El electrónico marcaba 4-0 a favor de los locales,pero en la Romareda la afición estaba descontenta, anda con la mosca detrás de la oreja por el pobre juego exhibido por el equipo maño.Un equipo que gana,sí de acuerdo gana,pero no transmite nada y no muestra la intensidad necesaria para conectar con una sufrida afición que aguanta estoicamente partido tras partido.La semana que viene se la juega ante el Xerez,líder la categoría y seguro que no será tan fácil como él de este sabado ante el filial sevillista.

El colista,es un equipo plagado de gente joven con mucho que aprender y además te deja jugar,demasiadas facilidades para un conjunto histórico como el Zaragoza.El Sevilla Atlético pagó varios de esos errores de novato que los blanquillos supieron aprovechar.

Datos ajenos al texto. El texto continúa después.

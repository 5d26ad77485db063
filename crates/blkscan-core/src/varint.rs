//! Bitcoin variable-length integer codec.
//!
//! A varint is 1–9 bytes: a tag byte below 0xFD is the value itself;
//! 0xFD, 0xFE, and 0xFF announce a little-endian u16, u32, or u64 payload.
//!
//! Decoding is tolerant: historical chain data may carry non-minimal
//! encodings (e.g. `FD 01 00` for 1) and the protocol accepts them.
//! Encoding always emits the shortest legal form, so re-serializing a
//! record that used a non-minimal varint produces different bytes; the
//! Merkle check then rejects the block rather than silently passing it.

use crate::error::DecodeError;
use crate::reader::ByteReader;
use std::io::{Read, Seek};

/// Decode one varint from the cursor.
pub fn read_varint<R: Read + Seek>(r: &mut ByteReader<R>) -> Result<u64, DecodeError> {
    let offset = r.position();
    let tag = r.read_u8()?;
    if tag < 0xFD {
        Ok(u64::from(tag))
    } else if tag == 0xFD {
        Ok(u64::from(r.read_u16_le()?))
    } else if tag == 0xFE {
        Ok(u64::from(r.read_u32_le()?))
    } else if tag == 0xFF {
        r.read_u64_le()
    } else {
        Err(DecodeError::CorruptVarint { tag, offset })
    }
}

/// Append the shortest legal encoding of `value` to `out`.
pub fn push_varint(out: &mut Vec<u8>, value: u64) {
    if value < 0xFD {
        out.push(value as u8);
    } else if value <= u64::from(u16::MAX) {
        out.push(0xFD);
        out.extend_from_slice(&(value as u16).to_le_bytes());
    } else if value <= u64::from(u32::MAX) {
        out.push(0xFE);
        out.extend_from_slice(&(value as u32).to_le_bytes());
    } else {
        out.push(0xFF);
        out.extend_from_slice(&value.to_le_bytes());
    }
}

/// Encoded length of `value` in bytes (1, 3, 5, or 9).
pub fn varint_len(value: u64) -> usize {
    if value < 0xFD {
        1
    } else if value <= u64::from(u16::MAX) {
        3
    } else if value <= u64::from(u32::MAX) {
        5
    } else {
        9
    }
}

/// Encode `value` into a fresh vector. Convenience for tests and benches.
pub fn encode_varint(value: u64) -> Vec<u8> {
    let mut out = Vec::with_capacity(varint_len(value));
    push_varint(&mut out, value);
    out
}

#[cfg(test)]
mod tests {
    use super::*;
    use proptest::prelude::*;
    use std::io::Cursor;

    fn decode(bytes: &[u8]) -> u64 {
        let mut r = ByteReader::new(Cursor::new(bytes)).unwrap();
        read_varint(&mut r).unwrap()
    }

    // --- Boundary vectors ---

    #[test]
    fn one_byte_form() {
        assert_eq!(decode(&[0x00]), 0);
        assert_eq!(decode(&[0x7F]), 127);
        assert_eq!(decode(&[0xFC]), 252);
    }

    #[test]
    fn u16_form() {
        assert_eq!(decode(&[0xFD, 0xFD, 0x00]), 253);
        assert_eq!(decode(&[0xFD, 0xFF, 0xFF]), 65_535);
    }

    #[test]
    fn u32_form() {
        assert_eq!(decode(&[0xFE, 0x00, 0x00, 0x01, 0x00]), 65_536);
        assert_eq!(decode(&[0xFE, 0xFF, 0xFF, 0xFF, 0xFF]), 4_294_967_295);
    }

    #[test]
    fn u64_form() {
        assert_eq!(
            decode(&[0xFF, 0x00, 0x00, 0x00, 0x00, 0x01, 0x00, 0x00, 0x00]),
            4_294_967_296
        );
        assert_eq!(decode(&[0xFF; 9]), u64::MAX);
    }

    // --- Tolerant decode ---

    #[test]
    fn non_minimal_encoding_decodes() {
        // 1 stored in the u16 form; legal on disk, never emitted by encode.
        assert_eq!(decode(&[0xFD, 0x01, 0x00]), 1);
        assert_eq!(encode_varint(1), vec![0x01]);
    }

    // --- Canonical encode ---

    #[test]
    fn encode_boundary_values() {
        assert_eq!(encode_varint(252), vec![0xFC]);
        assert_eq!(encode_varint(253), vec![0xFD, 0xFD, 0x00]);
        assert_eq!(encode_varint(65_535), vec![0xFD, 0xFF, 0xFF]);
        assert_eq!(encode_varint(65_536), vec![0xFE, 0x00, 0x00, 0x01, 0x00]);
        assert_eq!(
            encode_varint(4_294_967_296),
            vec![0xFF, 0x00, 0x00, 0x00, 0x00, 0x01, 0x00, 0x00, 0x00]
        );
    }

    #[test]
    fn varint_len_matches_encoding() {
        for v in [0, 252, 253, 65_535, 65_536, 4_294_967_295, 4_294_967_296, u64::MAX] {
            assert_eq!(varint_len(v), encode_varint(v).len(), "length mismatch for {v}");
        }
    }

    // --- Truncation ---

    #[test]
    fn truncated_payload_errors() {
        let mut r = ByteReader::new(Cursor::new(&[0xFD, 0x01][..])).unwrap();
        assert!(read_varint(&mut r).is_err());
    }

    proptest! {
        #[test]
        fn round_trip(v in any::<u64>()) {
            let encoded = encode_varint(v);
            let mut r = ByteReader::new(Cursor::new(encoded.as_slice())).unwrap();
            prop_assert_eq!(read_varint(&mut r).unwrap(), v);
            prop_assert_eq!(r.remaining(), 0);
        }

        #[test]
        fn shortest_form(v in any::<u64>()) {
            let expected = match v {
                0..=0xFC => 1,
                0xFD..=0xFFFF => 3,
                0x1_0000..=0xFFFF_FFFF => 5,
                _ => 9,
            };
            prop_assert_eq!(encode_varint(v).len(), expected);
        }
    }
}
//! Output-script classification and script rendering.
//!
//! Classification is purely shape-based: the leading opcode and well-known
//! length patterns decide the kind, and the payload (pubkey or 20-byte
//! hash) is extracted. Unrecognized scripts are surfaced as
//! [`ScriptKind::Nonstandard`] with their raw bytes; classification never
//! fails.
//!
//! Input scripts are not classified. For display, [`split_signature_script`]
//! recognizes the common `<DER signature + sighash byte> <pubkey>` layout;
//! coinbase inputs are opaque miner data and must be short-circuited by the
//! caller before reaching it.

use serde::Serialize;

use crate::address::{hash160_to_address, pubkey_to_address, P2PKH_VERSION, P2SH_VERSION};

pub const OP_DUP: u8 = 0x76;
pub const OP_EQUAL: u8 = 0x87;
pub const OP_EQUALVERIFY: u8 = 0x88;
pub const OP_HASH160: u8 = 0xA9;
pub const OP_CHECKSIG: u8 = 0xAC;

/// Signature-hash byte committing to all inputs and outputs.
pub const SIGHASH_ALL: u8 = 0x01;

/// Highest direct push opcode: 0x01..=0x4B push that many bytes.
const MAX_DIRECT_PUSH: u8 = 0x4B;

/// The recognized shape of an output script.
#[derive(Clone, Debug, PartialEq, Eq, Serialize)]
#[serde(tag = "kind", rename_all = "kebab-case")]
pub enum ScriptKind {
    /// Legacy pay-to-pubkey: `<push pubkey> OP_CHECKSIG`.
    PayToPubkey {
        #[serde(serialize_with = "crate::serde_hex::serialize")]
        pubkey: Vec<u8>,
    },
    /// `OP_DUP OP_HASH160 <push 20> OP_EQUALVERIFY OP_CHECKSIG`.
    PayToPubkeyHash {
        #[serde(serialize_with = "crate::serde_hex::serialize")]
        hash: [u8; 20],
    },
    /// `OP_HASH160 <push 20> OP_EQUAL`.
    PayToScriptHash {
        #[serde(serialize_with = "crate::serde_hex::serialize")]
        hash: [u8; 20],
    },
    /// Anything else; the raw bytes are kept for display.
    Nonstandard {
        #[serde(serialize_with = "crate::serde_hex::serialize")]
        raw: Vec<u8>,
    },
}

impl ScriptKind {
    /// Short label for listings.
    pub fn label(&self) -> &'static str {
        match self {
            ScriptKind::PayToPubkey { .. } => "pay-to-pubkey (P2PK)",
            ScriptKind::PayToPubkeyHash { .. } => "pay-to-pubkey-hash (P2PKH)",
            ScriptKind::PayToScriptHash { .. } => "pay-to-script-hash (P2SH)",
            ScriptKind::Nonstandard { .. } => "nonstandard",
        }
    }

    /// The Base58Check address this script pays to, if it has one.
    pub fn address(&self) -> Option<String> {
        match self {
            ScriptKind::PayToPubkey { pubkey } => Some(pubkey_to_address(pubkey)),
            ScriptKind::PayToPubkeyHash { hash } => {
                Some(hash160_to_address(P2PKH_VERSION, hash))
            }
            ScriptKind::PayToScriptHash { hash } => {
                Some(hash160_to_address(P2SH_VERSION, hash))
            }
            ScriptKind::Nonstandard { .. } => None,
        }
    }
}

/// Classify an output script by its leading opcode and length pattern.
pub fn classify(script: &[u8]) -> ScriptKind {
    // OP_DUP OP_HASH160 <20> OP_EQUALVERIFY OP_CHECKSIG
    if script.len() == 25
        && script[0] == OP_DUP
        && script[1] == OP_HASH160
        && script[2] == 20
        && script[23] == OP_EQUALVERIFY
        && script[24] == OP_CHECKSIG
    {
        let mut hash = [0u8; 20];
        hash.copy_from_slice(&script[3..23]);
        return ScriptKind::PayToPubkeyHash { hash };
    }

    // OP_HASH160 <20> OP_EQUAL
    if script.len() == 23 && script[0] == OP_HASH160 && script[1] == 20 && script[22] == OP_EQUAL
    {
        let mut hash = [0u8; 20];
        hash.copy_from_slice(&script[2..22]);
        return ScriptKind::PayToScriptHash { hash };
    }

    // <push N> <N bytes> OP_CHECKSIG — the obsolete direct-to-pubkey form.
    // Any plausible push opcode is accepted here so unknown leading bytes
    // in that range never fall through to a crash.
    if let Some((&push, rest)) = script.split_first() {
        if (0x01..=MAX_DIRECT_PUSH).contains(&push) {
            let n = push as usize;
            if rest.len() == n + 1 && rest[n] == OP_CHECKSIG {
                return ScriptKind::PayToPubkey {
                    pubkey: rest[..n].to_vec(),
                };
            }
        }
    }

    ScriptKind::Nonstandard {
        raw: script.to_vec(),
    }
}

/// The pieces of a standard signature script, for display only.
#[derive(Clone, Debug, PartialEq, Eq)]
pub struct SigScriptParts {
    /// DER-encoded signature including the trailing sighash byte.
    pub signature: Vec<u8>,
    /// The pubkey push following the signature, when present.
    pub pubkey: Option<Vec<u8>>,
}

/// Split a signature script into signature and pubkey.
///
/// Recognizes `<push n: sig ending in SIGHASH_ALL> [<push m: pubkey>]`.
/// Returns `None` when the script does not match; callers fall back to
/// rendering raw hex. Never call this for coinbase inputs — their script
/// bytes are arbitrary miner data.
pub fn split_signature_script(script: &[u8]) -> Option<SigScriptParts> {
    let n = *script.first()? as usize;
    let sig = script.get(1..1 + n)?;
    if *sig.last()? != SIGHASH_ALL {
        return None;
    }
    let pubkey = match script.get(1 + n) {
        Some(&m) => script.get(2 + n..2 + n + m as usize).map(<[u8]>::to_vec),
        None => None,
    };
    Some(SigScriptParts {
        signature: sig.to_vec(),
        pubkey,
    })
}

/// Render a script as assembly for diagnostics.
///
/// Pushes appear as hex data, known opcodes by name, unknown ones as
/// `OP_UNKNOWN_0x..`. A push running past the end of the script renders
/// whatever bytes remain; the renderer never fails.
pub fn script_asm(script: &[u8]) -> String {
    let mut parts: Vec<String> = Vec::new();
    let mut i = 0usize;
    while i < script.len() {
        let op = script[i];
        i += 1;
        let push_len = match op {
            0x01..=MAX_DIRECT_PUSH => Some(op as usize),
            // OP_PUSHDATA1 / 2 / 4
            0x4C => take_le(script, &mut i, 1),
            0x4D => take_le(script, &mut i, 2),
            0x4E => take_le(script, &mut i, 4),
            _ => None,
        };
        match push_len {
            Some(len) => {
                let end = (i + len).min(script.len());
                parts.push(hex::encode(&script[i..end]));
                i = end;
            }
            None => parts.push(match opcode_name(op) {
                Some(name) => name.to_string(),
                None => format!("OP_UNKNOWN_{op:#04x}"),
            }),
        }
    }
    parts.join(" ")
}

/// Read a little-endian push length of `width` bytes for OP_PUSHDATA.
fn take_le(script: &[u8], i: &mut usize, width: usize) -> Option<usize> {
    let bytes = script.get(*i..*i + width)?;
    *i += width;
    let mut len = 0usize;
    for (k, &b) in bytes.iter().enumerate() {
        len |= (b as usize) << (8 * k);
    }
    Some(len)
}

/// Standard name of an opcode, if it has one.
///
/// Direct pushes (0x01–0x4B) have no names; they are data lengths.
pub fn opcode_name(op: u8) -> Option<&'static str> {
    let name = match op {
        0x00 => "OP_0",
        0x4C => "OP_PUSHDATA1",
        0x4D => "OP_PUSHDATA2",
        0x4E => "OP_PUSHDATA4",
        0x4F => "OP_1NEGATE",
        0x50 => "OP_RESERVED",
        0x51 => "OP_1",
        0x52 => "OP_2",
        0x53 => "OP_3",
        0x54 => "OP_4",
        0x55 => "OP_5",
        0x56 => "OP_6",
        0x57 => "OP_7",
        0x58 => "OP_8",
        0x59 => "OP_9",
        0x5A => "OP_10",
        0x5B => "OP_11",
        0x5C => "OP_12",
        0x5D => "OP_13",
        0x5E => "OP_14",
        0x5F => "OP_15",
        0x60 => "OP_16",
        0x61 => "OP_NOP",
        0x62 => "OP_VER",
        0x63 => "OP_IF",
        0x64 => "OP_NOTIF",
        0x65 => "OP_VERIF",
        0x66 => "OP_VERNOTIF",
        0x67 => "OP_ELSE",
        0x68 => "OP_ENDIF",
        0x69 => "OP_VERIFY",
        0x6A => "OP_RETURN",
        0x6B => "OP_TOALTSTACK",
        0x6C => "OP_FROMALTSTACK",
        0x6D => "OP_2DROP",
        0x6E => "OP_2DUP",
        0x6F => "OP_3DUP",
        0x70 => "OP_2OVER",
        0x71 => "OP_2ROT",
        0x72 => "OP_2SWAP",
        0x73 => "OP_IFDUP",
        0x74 => "OP_DEPTH",
        0x75 => "OP_DROP",
        0x76 => "OP_DUP",
        0x77 => "OP_NIP",
        0x78 => "OP_OVER",
        0x79 => "OP_PICK",
        0x7A => "OP_ROLL",
        0x7B => "OP_ROT",
        0x7C => "OP_SWAP",
        0x7D => "OP_TUCK",
        0x7E => "OP_CAT",
        0x7F => "OP_SUBSTR",
        0x80 => "OP_LEFT",
        0x81 => "OP_RIGHT",
        0x82 => "OP_SIZE",
        0x83 => "OP_INVERT",
        0x84 => "OP_AND",
        0x85 => "OP_OR",
        0x86 => "OP_XOR",
        0x87 => "OP_EQUAL",
        0x88 => "OP_EQUALVERIFY",
        0x89 => "OP_RESERVED1",
        0x8A => "OP_RESERVED2",
        0x8B => "OP_1ADD",
        0x8C => "OP_1SUB",
        0x8D => "OP_2MUL",
        0x8E => "OP_2DIV",
        0x8F => "OP_NEGATE",
        0x90 => "OP_ABS",
        0x91 => "OP_NOT",
        0x92 => "OP_0NOTEQUAL",
        0x93 => "OP_ADD",
        0x94 => "OP_SUB",
        0x95 => "OP_MUL",
        0x96 => "OP_DIV",
        0x97 => "OP_MOD",
        0x98 => "OP_LSHIFT",
        0x99 => "OP_RSHIFT",
        0x9A => "OP_BOOLAND",
        0x9B => "OP_BOOLOR",
        0x9C => "OP_NUMEQUAL",
        0x9D => "OP_NUMEQUALVERIFY",
        0x9E => "OP_NUMNOTEQUAL",
        0x9F => "OP_LESSTHAN",
        0xA0 => "OP_GREATERTHAN",
        0xA1 => "OP_LESSTHANOREQUAL",
        0xA2 => "OP_GREATERTHANOREQUAL",
        0xA3 => "OP_MIN",
        0xA4 => "OP_MAX",
        0xA5 => "OP_WITHIN",
        0xA6 => "OP_RIPEMD160",
        0xA7 => "OP_SHA1",
        0xA8 => "OP_SHA256",
        0xA9 => "OP_HASH160",
        0xAA => "OP_HASH256",
        0xAB => "OP_CODESEPARATOR",
        0xAC => "OP_CHECKSIG",
        0xAD => "OP_CHECKSIGVERIFY",
        0xAE => "OP_CHECKMULTISIG",
        0xAF => "OP_CHECKMULTISIGVERIFY",
        0xB0 => "OP_NOP1",
        0xB1 => "OP_CHECKLOCKTIMEVERIFY",
        0xB2 => "OP_CHECKSEQUENCEVERIFY",
        0xB3 => "OP_NOP4",
        0xB4 => "OP_NOP5",
        0xB5 => "OP_NOP6",
        0xB6 => "OP_NOP7",
        0xB7 => "OP_NOP8",
        0xB8 => "OP_NOP9",
        0xB9 => "OP_NOP10",
        _ => return None,
    };
    Some(name)
}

Arizmendi y Ponzio hizieron enseguida dos goles y con ellos la tranquilidad,esta tranquilidad se transformó en relajación,puesto que cedieron el control del partido al colista limitandose a ver como pasaban los minutos,con esa actitud no se asciende de caegoría.El público dictó sentencia con pitos merecidos a los jugadores y olés sarcásticos al rival,cosas que tiene la vida, sirvió para que los maños reaccionaran marcando dos goles más.
Goleada a trote de burra que no sirve para ahuyentar los temores de buena parte de la afición,ahora mismo solo importa el resultado pero un poco de futbol no viene mal y eso es precisamente lo que le falta a este Real Zaragoza: jugar a futbol.